Advancing Multi Jet Fusion AM
At Formnext, HP debuted the first of its new 5400 Series MJF machines: the Jet Fusion 5420W. Featuring a 380 x 284 x 380 mm build volume and a 3380.84 cm3 per hour print speed, the system is designed to allow users to manufacture with industrial-grade reliability, a low cost per print and enhanced part performance predictability.
According to HP, the technology has already allowed beta users such as DI Labs, Prototal Industries and Weerg to address “innovative white applications.” In fact, Jan Löfving, CEO of Prototal, says it has seen “immediate interest in the new white applications made possible by the latest addition to HP’s Multi Jet Fusion family,” and this makes it proud to be a HP Digital Manufacturing Partner.
Elsewhere, when it comes to HP’s wider MJF portfolio, it was announced at Formnext that it’s now being deployed more extensively than ever before. Since announcing its cumulative 100 million MJF part milestone at Formnext last year, the company says more than 70 million more have been printed over the last 12 months alone.

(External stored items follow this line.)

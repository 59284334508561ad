//! Version-control queries: repository root, current branch, changed files.

use crate::core::changes::ChangedFileSet;
use crate::core::collaborator::{CommandRunner, ProcessRunner};
use crate::core::error::PreflightError;
use crate::core::repo::RepositoryContext;
use std::path::{Path, PathBuf};
use tracing::debug;

pub trait VersionControl {
    fn current_branch(&mut self, ctx: &RepositoryContext) -> Result<String, PreflightError>;

    /// Union of committed, local, and untracked changes relative to `base_ref`.
    fn changed_files(
        &mut self,
        ctx: &RepositoryContext,
        base_ref: &str,
    ) -> Result<ChangedFileSet, PreflightError>;
}

/// The three listings unioned into the changed-file set.
pub fn changed_file_queries(base_ref: &str) -> [Vec<String>; 3] {
    let to_argv = |parts: &[&str]| parts.iter().map(|p| p.to_string()).collect::<Vec<_>>();
    let range = format!("{}...HEAD", base_ref);
    [
        to_argv(&[
            "git",
            "diff",
            "--name-only",
            "--diff-filter=ACMR",
            range.as_str(),
        ]),
        to_argv(&["git", "diff", "--name-only", "--diff-filter=ACMR"]),
        to_argv(&["git", "ls-files", "--others", "--exclude-standard"]),
    ]
}

/// `git` through a [`CommandRunner`].
#[derive(Debug, Default)]
pub struct GitCli<R: CommandRunner = ProcessRunner> {
    runner: R,
}

impl<R: CommandRunner> GitCli<R> {
    pub fn new(runner: R) -> Self {
        Self { runner }
    }

    /// Trimmed stdout of `git <args>`. A non-zero exit becomes `failure`;
    /// runner errors (git missing, spawn failure) pass through as they are.
    fn git(&mut self, args: &[&str], cwd: &Path, failure: &str) -> Result<String, PreflightError> {
        let mut argv = vec!["git".to_string()];
        argv.extend(args.iter().map(|a| a.to_string()));
        let output = self.runner.run(&argv, cwd)?;
        if !output.success() {
            eprintln!("{}", output.out.trim_end());
            return Err(PreflightError::CollaboratorFailure(format!(
                "{} (git {} exited {})",
                failure,
                args.join(" "),
                output.code
            )));
        }
        Ok(output.out.trim().to_string())
    }

    /// Top-level directory of the repository containing `start`.
    pub fn discover_root(&mut self, start: &Path) -> Result<PathBuf, PreflightError> {
        self.git(&["rev-parse", "--show-toplevel"], start, "not a git repository")
            .map(PathBuf::from)
    }
}

impl<R: CommandRunner> VersionControl for GitCli<R> {
    fn current_branch(&mut self, ctx: &RepositoryContext) -> Result<String, PreflightError> {
        self.git(
            &["rev-parse", "--abbrev-ref", "HEAD"],
            ctx.root(),
            "failed to get current branch",
        )
    }

    fn changed_files(
        &mut self,
        ctx: &RepositoryContext,
        base_ref: &str,
    ) -> Result<ChangedFileSet, PreflightError> {
        let mut changed = ChangedFileSet::default();
        for argv in changed_file_queries(base_ref) {
            let output = self.runner.run(&argv, ctx.root())?;
            if !output.success() {
                eprintln!("{}", output.out.trim_end());
                return Err(PreflightError::CollaboratorFailure(format!(
                    "failed to list changed files: {}",
                    argv.join(" ")
                )));
            }
            changed.extend_listing(&output.out);
        }
        debug!(count = changed.len(), base_ref, "collected changed files");
        Ok(changed)
    }
}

These figures were no doubt boosted by the 60,000 spoiler closeout seals that GKN Forecast 3D has made via the MJF 3D printing of BASF ULTRASINT TPU01. The parts, which are said to have improved vehicle finish and fuel efficiency, were showcased at HP’s Formnext booth along with Smith I/O MAG Imprint 3D Goggles, designed to fit based on the individualized features of a person’s face.

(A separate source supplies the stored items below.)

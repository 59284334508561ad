//! Execution order coordination across concurrently active changes.
//!
//! Once two or more OpenSpec changes are active at the same time, the shared
//! `EXECUTION_ORDER.md` must describe how they are sequenced, name every one
//! of them, and be refreshed whenever any of them is edited.

use crate::core::changes::ChangedFileSet;
use crate::core::error::PreflightError;
use crate::core::repo::{EXECUTION_ORDER_DOC, RepositoryContext};
use regex::Regex;
use std::fs;
use std::sync::LazyLock;
use tracing::debug;

/// Section/field markers the coordination document must carry.
pub const REQUIRED_MARKERS: [&str; 4] = ["更新时间", "## 执行策略", "## 执行顺序", "## 依赖说明"];

static UPDATED_AT_PATTERN: LazyLock<Regex> = LazyLock::new(|| {
    Regex::new(r"(?m)^更新时间：(\d{4}-\d{2}-\d{2} \d{2}:\d{2})$").expect("static regex")
});

const IGNORED_CHANGE_DIRS: [&str; 2] = ["archive", "_template"];

/// Active change directories under `openspec/changes`, sorted by name.
pub fn list_active_changes(ctx: &RepositoryContext) -> Result<Vec<String>, PreflightError> {
    let changes_root = ctx.changes_dir();
    if !changes_root.is_dir() {
        return Ok(Vec::new());
    }

    let mut active = Vec::new();
    for entry in fs::read_dir(&changes_root).map_err(PreflightError::IoError)? {
        let entry = entry.map_err(PreflightError::IoError)?;
        let name = entry.file_name().to_string_lossy().to_string();
        if name.starts_with('.') || IGNORED_CHANGE_DIRS.contains(&name.as_str()) {
            continue;
        }
        if entry.path().is_dir() {
            active.push(name);
        }
    }
    active.sort();
    Ok(active)
}

#[derive(Debug, Clone, PartialEq, Eq)]
pub enum ExecutionOrderOutcome {
    /// Fewer than two active changes; nothing to coordinate.
    Skipped { active: usize },
    Checked { active: Vec<String> },
}

/// Check the coordination document text against the active change set.
///
/// `content` is `None` when the document does not exist.
pub fn check_execution_order(
    active_changes: &[String],
    content: Option<&str>,
    changed: &ChangedFileSet,
) -> Result<ExecutionOrderOutcome, PreflightError> {
    if active_changes.len() < 2 {
        return Ok(ExecutionOrderOutcome::Skipped {
            active: active_changes.len(),
        });
    }

    let Some(content) = content else {
        return Err(PreflightError::MissingArtifact(format!(
            "[OPENSPEC_CHANGE] multiple active changes detected; missing {}",
            EXECUTION_ORDER_DOC
        )));
    };

    for marker in REQUIRED_MARKERS {
        if !content.contains(marker) {
            return Err(PreflightError::StructuralViolation(format!(
                "[OPENSPEC_CHANGE] {} missing required section/field: {}",
                EXECUTION_ORDER_DOC, marker
            )));
        }
    }

    match UPDATED_AT_PATTERN.captures(content) {
        Some(caps) => debug!(updated_at = &caps[1], "execution order timestamp"),
        None => {
            return Err(PreflightError::StructuralViolation(format!(
                "[OPENSPEC_CHANGE] {} 更新时间格式必须为 YYYY-MM-DD HH:mm",
                EXECUTION_ORDER_DOC
            )));
        }
    }

    if let Some(missing) = active_changes.iter().find(|name| !content.contains(name.as_str())) {
        return Err(PreflightError::StructuralViolation(format!(
            "[OPENSPEC_CHANGE] {} must include active change: {}",
            EXECUTION_ORDER_DOC, missing
        )));
    }

    if changed.touches_active_change(active_changes) && !changed.contains(EXECUTION_ORDER_DOC) {
        return Err(PreflightError::ConsistencyViolation(format!(
            "[OPENSPEC_CHANGE] active change content updated but {} not updated in this PR",
            EXECUTION_ORDER_DOC
        )));
    }

    Ok(ExecutionOrderOutcome::Checked {
        active: active_changes.to_vec(),
    })
}

/// Load the active changes and coordination document from disk, then check them.
pub fn validate_execution_order(
    ctx: &RepositoryContext,
    changed: &ChangedFileSet,
) -> Result<ExecutionOrderOutcome, PreflightError> {
    let active = list_active_changes(ctx)?;
    if active.len() < 2 {
        return check_execution_order(&active, None, changed);
    }

    let doc_path = ctx.execution_order_doc();
    let content = if doc_path.is_file() {
        Some(fs::read_to_string(&doc_path).map_err(PreflightError::IoError)?)
    } else {
        None
    };
    check_execution_order(&active, content.as_deref(), changed)
}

Cross-industry collaboration at HP
HP also announced news around a series of partnerships at Formnext. In materials, the firm revealed that it continues to work with Arkema, BASF, Evonik, and Lubrizol on R&D, and this facilitated the launch of the latter’s new ESTANE 3D M88A, a flexible, durable TPU, designed to enable the 3D printing of complex, lattice parts.
Within post-processing, HP unveiled a strategic alliance with AMT as well, through which it aims to help customers efficiently integrate unpacking, cleaning, surface finishing, coloring, sorting and quality control into their HP 3D printing workflows. One company that’s said to have benefited from this partnership is OECHSLER, which has managed to streamline production across a range of applications.
“At Oechsler, we choose to work with companies who have a shared vision of working together to deliver optimal outcomes,” said Matthias Weisskopf, General Manager of OECHSLER Motion. “HP and AMT building a comprehensive approach from printing to an integrated post processing solution is a critical step in the adoption of additive manufacturing at scale.”
Putting the Metal Jet S100 to the test
On the metal 3D printing front, HP has revealed how the Metal Jet S100 3D printer it launched at IMTS 2022 is progressing. At launch, the company explained how the system has been adopted and honed by industrial customers like Domin Digital Motion, Lumenium, and Schneider Electric, to improve their part productivity, quality and related costs.
During the show, parts developed by agricultural and construction equipment manufacturer John Deere were put on display. Designed to improve the performance of the fuel systems used in some of its machinery, these Metal Jet-printed valves are said to offer ‘significant productivity gains and environmental benefits’ over their predecessors.
HP also says that by switching to Metal Jet S100 production, John Deere has been able to to test and fine tune parts such as windshield holders, while reducing their pre-assembly times from 30 days to ten, their delivery times by up to ten weeks, and their overall manufacturing costs by as much as 20-25%.
Check out our full Formnext news round-up for the latest from 3D printing’s leading trade show.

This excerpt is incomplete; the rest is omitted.